Jack Klues, chairman of the US-based Publicis Media Groupe, one of the world’s largest advertising agencies, flew down to Mumbai on 20 February to announce the launch of the India Media Exchange (IMX).
The new entity, he said, would consolidate and manage the buying functions for the Starcom MediaVest Group—which handles clients such as Jet Airways and Future Group—and ZenithOptimedia—which handles accounts such as Nestle and British Airways.
With a combined annual billing of Rs1,500 crore, India Media Exchange will allow Starcom MediaVest and ZenithOptimedia to negotiate better rates with media owners. It will help them offer customized solutions to clients.
Beyond this, however, both companies would continue to function as individual entities and “there may be times when they even compete with each other,” Klues says.

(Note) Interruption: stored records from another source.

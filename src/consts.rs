pub const DMX_NULL_START: u8 = 0x00;
/// Number of data slots in one universe.
pub const DMX_UNIVERSE_SIZE: usize = 512;
/// start code + 512 byte package
pub const DMX_MAX_PACKAGE_SIZE: usize = DMX_UNIVERSE_SIZE + 1;

pub const BREAK_MICROS: u32 = 176;
pub const MAB_MICROS: u32 = 12;

/// A device without a break for this long reports a receive error.
pub const RECEIVE_WATCHDOG_MICROS: u32 = 2_000_000;
/// Re-arm interval of the watchdog while the receive error is raised.
pub const SIGNAL_LOSS_BLINK_MICROS: u32 = 500_000;

pub const DEFAULT_DEVICE_ADDRESS: u16 = 1;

Size does matter and the Publicis Groupe is banking on IMX to create some sort of level playing field with existing competition in the market. “The whole idea is to put the equivalent of an 800 pound gorilla in the room,” says Klues. He was referring to their closest competitor, the WPP-owned GroupM, which stands tall with billings of approximately Rs3,000 crore, twice that of IMX.
However, while scale is important, the company would “not wield it (consolidated strength) like a club, but leverage it as a passport for better solutions,” he says. Industry sources, who did not wish to be identified, point out that most media buying agencies of this strength are known to arm-twist media owners into offering better rates.
IMX will be headed by president Shyam Shanker, who has worked with Blow Plast Ltd, Dabur India, Shaw Wallace and Bennett, Coleman and Co. in various capacities.